As you have noted, the main difference between reinforcement learning (RL) and supervised learning is that RL does not use labeled datasets. If you are using SARSA then you would not expect to use any record of previous experience either because SARSA is designed to work on-policy and online - which means that data needs to be generated during training. Training data for SARSA is typically stored only temporarily before being used, or is used immediately (you might keep a log of it for analysis or to help document your thesis, but that log will not be used for further training by the agent). This is different to Q-learning and DQN, which could in theory make use of longer-term stored experience.
You have two main choices for acquiring data:
Use a real environment. In your case, set up 15 mobile users and 3 edge servers. Instrument the environment to collect state and reward data for the agent. Implement the agent as the real decision maker in this environment.
Simulate the environment. Write a simulation that models user behaviour and server loading. Instrument that to provide state and reward data, and integrate your learning agent with it. Typically the agent will call the environment's step
function, passing the action choice as an argument and receiving reward and state data back.

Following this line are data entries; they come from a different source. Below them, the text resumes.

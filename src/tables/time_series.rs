//! Flattens a WaterML-JSON time series into a plot-ready frame.

use crate::tables::error::TableError;
use crate::types::water_ml::{TimeSeries, WaterMlResponse};
use chrono::DateTime;
use polars::prelude::*;

pub const TIMESTAMP_COLUMN: &str = "timestamp";
pub const VALUE_COLUMN: &str = "value";

/// Builds a frame with one row per reading of the series at `index`, taken
/// from its value set at `method_index`. A series carries one value set per
/// sensor or method; sets are never merged.
///
/// Columns, in order: `timestamp` (UTC, `Datetime(ms)`), `value` (`Float64`,
/// null where the service reported its no-data sentinel or a non-numeric
/// value), `units`, `qualifiers` (comma separated), `site_name`, `site_code`
/// and `variable_code`.
///
/// # Errors
///
/// * [`TableError::NoTimeSeries`] if the response is empty.
/// * [`TableError::SeriesOutOfRange`] if `index` is past the last series.
/// * [`TableError::MethodOutOfRange`] if `method_index` is past the last value set.
/// * [`TableError::MissingSiteCode`] if the series lists no site code.
/// * [`TableError::NoValues`] if the series carries no readings.
/// * [`TableError::InvalidTimestamp`] if a `dateTime` is not RFC 3339.
pub fn time_series_frame(
    response: &WaterMlResponse,
    index: usize,
    method_index: usize,
) -> Result<DataFrame, TableError> {
    let all_series = &response.value.time_series;
    if all_series.is_empty() {
        return Err(TableError::NoTimeSeries);
    }
    let series = all_series
        .get(index)
        .ok_or(TableError::SeriesOutOfRange {
            index,
            available: all_series.len(),
        })?;
    series_frame(series, method_index)
}

fn series_frame(series: &TimeSeries, method_index: usize) -> Result<DataFrame, TableError> {
    let site_code = series
        .site_code()
        .ok_or_else(|| TableError::MissingSiteCode {
            series: series.name.clone().unwrap_or_default(),
        })?;

    let observations = match series.values.get(method_index) {
        Some(set) => &set.value,
        // a series without any value set simply has no readings
        None if series.values.is_empty() => {
            return Err(TableError::NoValues {
                site: site_code.to_string(),
            })
        }
        None => {
            return Err(TableError::MethodOutOfRange {
                index: method_index,
                available: series.values.len(),
            })
        }
    };
    if observations.is_empty() {
        return Err(TableError::NoValues {
            site: site_code.to_string(),
        });
    }

    let no_data = series.variable.no_data_value;
    let mut timestamps = Vec::with_capacity(observations.len());
    let mut values = Vec::with_capacity(observations.len());
    let mut qualifiers = Vec::with_capacity(observations.len());
    for observation in observations {
        let timestamp = DateTime::parse_from_rfc3339(&observation.date_time).map_err(|source| {
            TableError::InvalidTimestamp {
                value: observation.date_time.clone(),
                source,
            }
        })?;
        timestamps.push(timestamp.timestamp_millis());
        values.push(
            observation
                .value
                .trim()
                .parse::<f64>()
                .ok()
                .filter(|v| Some(*v) != no_data),
        );
        qualifiers.push(observation.qualifiers.join(","));
    }

    let height = observations.len();
    let repeat = |value: &str| vec![value.to_string(); height];

    let df = DataFrame::new(vec![
        Column::new(TIMESTAMP_COLUMN.into(), timestamps)
            .cast(&DataType::Datetime(TimeUnit::Milliseconds, None))?,
        Column::new(VALUE_COLUMN.into(), values),
        Column::new("units".into(), repeat(&series.variable.unit.unit_code)),
        Column::new("qualifiers".into(), qualifiers),
        Column::new("site_name".into(), repeat(&series.source_info.site_name)),
        Column::new("site_code".into(), repeat(site_code)),
        Column::new(
            "variable_code".into(),
            repeat(series.variable_code().unwrap_or_default()),
        ),
    ])?;
    Ok(df)
}

/// Mean of the non-null entries of a `Float64` column, `None` if there are none.
pub fn mean_value(df: &DataFrame, column: &str) -> Result<Option<f64>, TableError> {
    let values = df
        .column(column)
        .map_err(|_| TableError::MissingColumn(column.to_string()))?
        .f64()?;
    Ok(values.mean())
}
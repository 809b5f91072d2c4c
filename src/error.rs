use crate::tables::error::TableError;
use crate::water_data::error::FetchError;
use thiserror::Error;

#[derive(Debug, Error)]
pub enum WaterDataError {
    #[error(transparent)]
    Fetch(#[from] FetchError),

    #[error(transparent)]
    Table(#[from] TableError),

    #[error("Failed to determine cache directory")]
    CacheDirResolution,

    #[error("No data could be retrieved from {url}")]
    NoData { url: String },
}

If you can simulate the environment, this is likely to be preferable to you since you will likely use less compute resources (than 3 servers and 15 mobile phones) and can run the training faster than real time. Deep reinforcement learning can use a large amount of experience to converge on near-optimal policies, and fast simulations can help because they generate experience faster than reality.
You can also do both approaches. Train an initial agent in simulation, then implement the real version once it reaches a good level of performance in simulation. You can even have the agent continue to learn and refine behaviour in production. Given that you are working with SARSA, this may be an important part of the intent of your project, that the agent continues to adapt to changes in user behaviour and server load over time. In fact this is a key advantage of SARSA over Q-learning, that it should be more reliable and safe to use in such a continuous learning scenario deployed to production.
and what the experience means.
The experience in reinforcement learning is the record of states, actions and rewards that the agent encounters during training.